On Saturday afternoon, after the second wave of bombardments by the Israel Air Force against Syrian targets and Iranian installations in Syria, senior Israeli officials were still taking a militant line and it seemed as if Jerusalem was considering further military action. Discussion of that ended not long after a phone call between Putin and Prime Minister Benjamin Netanyahu.
The official announcement by the Russian Foreign Ministry objected to the violation of Syrian sovereignty by Israel and totally ignored the event that provoked the eruption – the infiltration of an Iranian drone into Israeli airspace. In the conversation with Netanyahu a few hours later, Putin asked him to avoid moves that could lead to “a new round of dangerous consequences for the region.”
The Russians are also concerned about the proximity of the Israeli bombings to sites where their soldiers and advisers are serving, including base T-4 near Palmyra, where the Iranian control post from which the anti-aircraft missile was fired was bombed.
The quiet after the Netanyahu-Putin call shows once again who’s the real boss in the Middle East. While the United States remains the region’s present absentee – searches are continuing for a coherent American foreign policy – Russia is dictating the way things are going. Moscow has invested too much effort and resources in saving Syrian President Bashar Assad’s regime in recent years to allow Israel to foil its strategic project. One can assume messages of this nature were conveyed during the phone call with Netanyahu.
This doesn’t mean that Israel doesn’t have its own bargaining chips, just from its ability to send the Syrian arena into another dramatic spin, but it’s doubtful that Netanyahu is eager to confront the Russians. His confrontation with the Iranians is enough.
A rare vulnerability exposed during an otherwise successful day for the IAF that allowed the hit on the F-16 provided the Iranians and Syrians with their great propaganda achievement. The crew of the plane that was hit was left relatively exposed at high altitude in a manner that allowed the surprise hit by the missile. From Iran’s perspective, it was an impressive success in the first operation that the Revolutionary Guards conducted in this region by themselves, without relying on emissaries like Hezbollah and local militias. This success was immediately translated into an attempt to establish a new balance of power through declarations that it would no longer allow Israel to conduct air strikes in Syria as it pleases.
The area surrounding Assad’s camp suffered serious damage from the weekend bombardments, with almost half the Syrian army’s air defense batteries destroyed. But it seems that from the Iranian and Syrian perspective, the symbolic importance of taking down an Israeli plane makes up for this.
Over the weekend another two precedents were set: Iran launched a drone into Israeli territory, and Israel hit a manned Iranian target in Syrian territory. Israel thus crossed a certain psychological barrier, after months of public (and apparently excessive) threats to stop Iranian entrenchment in Syria.
But now a new test looms: If Israel won’t allow shipments of advanced weaponry to be brought to Hezbollah in Lebanon via Syria, what will it do the next time such a convoy sets out, after the enemy has demonstrated its attack capabilities and has threatened that the next Israeli attack will lead to a broad escalation? Even if we assume that next time, IAF planes will set out on their mission with more extensive protection, it’s taking a calculated risk.

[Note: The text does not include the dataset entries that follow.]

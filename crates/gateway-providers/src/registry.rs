//! Resolves a model identifier to its provider binding (design §4.5).

use crate::client::ProviderClient;
use gateway_core::GatewayError;
use std::collections::HashMap;
use std::sync::Arc;

/// A model entry suitable for `GET /v1/models`.
#[derive(Debug, Clone, serde::Serialize)]
pub struct ModelInfo {
    pub name: String,
    pub provider: String,
    pub price_per_token_usd: f64,
}

/// Immutable (model -> upstream completion function + pricing) record,
/// process-wide lifetime once registered.
pub struct ProviderBinding {
    pub provider_tag: String,
    pub native_model_name: String,
    pub price_per_token_usd: f64,
    pub client: Arc<dyn ProviderClient>,
}

/// Static map seeded at startup; the registry knows nothing about HTTP.
#[derive(Default)]
pub struct ProviderRegistry {
    bindings: HashMap<String, ProviderBinding>,
}

impl ProviderRegistry {
    pub fn new() -> Self {
        Self::default()
    }

    /// Registers a binding under `model` (the identifier clients send).
    pub fn register(&mut self, model: impl Into<String>, binding: ProviderBinding) {
        self.bindings.insert(model.into(), binding);
    }

    /// Resolves `model` to its binding, or `InvalidModel` if unregistered.
    pub fn resolve(&self, model: &str) -> Result<&ProviderBinding, GatewayError> {
        self.bindings
            .get(model)
            .ok_or_else(|| GatewayError::InvalidModel(model.to_string()))
    }

    /// True if at least one provider binding is configured (used by the
    /// liveness probe, design §4.8).
    pub fn has_any_binding(&self) -> bool {
        !self.bindings.is_empty()
    }

    /// Lists every registered model, for `GET /v1/models`.
    pub fn list_models(&self) -> Vec<ModelInfo> {
        let mut models: Vec<ModelInfo> = self
            .bindings
            .iter()
            .map(|(name, binding)| ModelInfo {
                name: name.clone(),
                provider: binding.provider_tag.clone(),
                price_per_token_usd: binding.price_per_token_usd,
            })
            .collect();
        models.sort_by(|a, b| a.name.cmp(&b.name));
        models
    }
}

#[cfg(test)]
mod tests {
    use super::*;
    use crate::client::ProviderCompletion;
    use async_trait::async_trait;

    struct StubClient;

    #[async_trait]
    impl ProviderClient for StubClient {
        async fn complete(
            &self,
            _prompt: &str,
            _temperature: f64,
            _max_tokens: u32,
        ) -> Result<ProviderCompletion, GatewayError> {
            Ok(ProviderCompletion {
                text: "stub".to_string(),
                prompt_tokens: Some(1),
                completion_tokens: Some(1),
            })
        }
    }

    fn binding(tag: &str, price: f64) -> ProviderBinding {
        ProviderBinding {
            provider_tag: tag.to_string(),
            native_model_name: "native".to_string(),
            price_per_token_usd: price,
            client: Arc::new(StubClient),
        }
    }

    #[test]
    fn resolves_registered_model() {
        let mut registry = ProviderRegistry::new();
        registry.register("gpt-3.5-turbo", binding("openai", 0.000002));

        let resolved = registry.resolve("gpt-3.5-turbo").unwrap();
        assert_eq!(resolved.provider_tag, "openai");
    }

    #[test]
    fn unknown_model_is_invalid_model_error() {
        let registry = ProviderRegistry::new();
        assert!(matches!(
            registry.resolve("not-a-model"),
            Err(GatewayError::InvalidModel(_))
        ));
    }

    #[test]
    fn has_any_binding_reflects_registrations() {
        let mut registry = ProviderRegistry::new();
        assert!(!registry.has_any_binding());
        registry.register("gpt-3.5-turbo", binding("openai", 0.000002));
        assert!(registry.has_any_binding());
    }

    #[test]
    fn list_models_is_sorted_by_name() {
        let mut registry = ProviderRegistry::new();
        registry.register("gpt-4", binding("openai", 0.00003));
        registry.register("claude-3", binding("anthropic", 0.000015));

        let models = registry.list_models();
        assert_eq!(models[0].name, "claude-3");
        assert_eq!(models[1].name, "gpt-4");
    }
}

The air strikes in the north were part of what the Israel Defense Forces refer to as the “war between the wars,” aimed primarily at undermining the efforts of organizations like Hamas and Hezbollah to empower themselves. When he presented the IDF’s annual intelligence assessment last month, Chief of Staff Gadi Eisenkot raised the possibility that the many IDF successes during these interim campaigns could push the enemy to try to respond in a way that could bring the region to the brink of war. That’s essentially what happened over the weekend.
Although things seem to be calming down, in retrospect it seems that we came a hair’s breadth from a slide into war. The security establishment’s assessment is that although this round of fighting has ended, another clash with Iran is only a matter of time.
On the right, one is starting to hear weird ideas about establishing a new regional order; let’s just finish teaching the Syrians a lesson and we’ll be able to go at the Iranians directly, even on their territory. But these are dangerous ideas that Israel would best avoid. In this tough neighborhood, Israel must display strength and determination, but dare not get drawn into illusions about unlimited military strength. It seems that the leadership in Jerusalem understands this.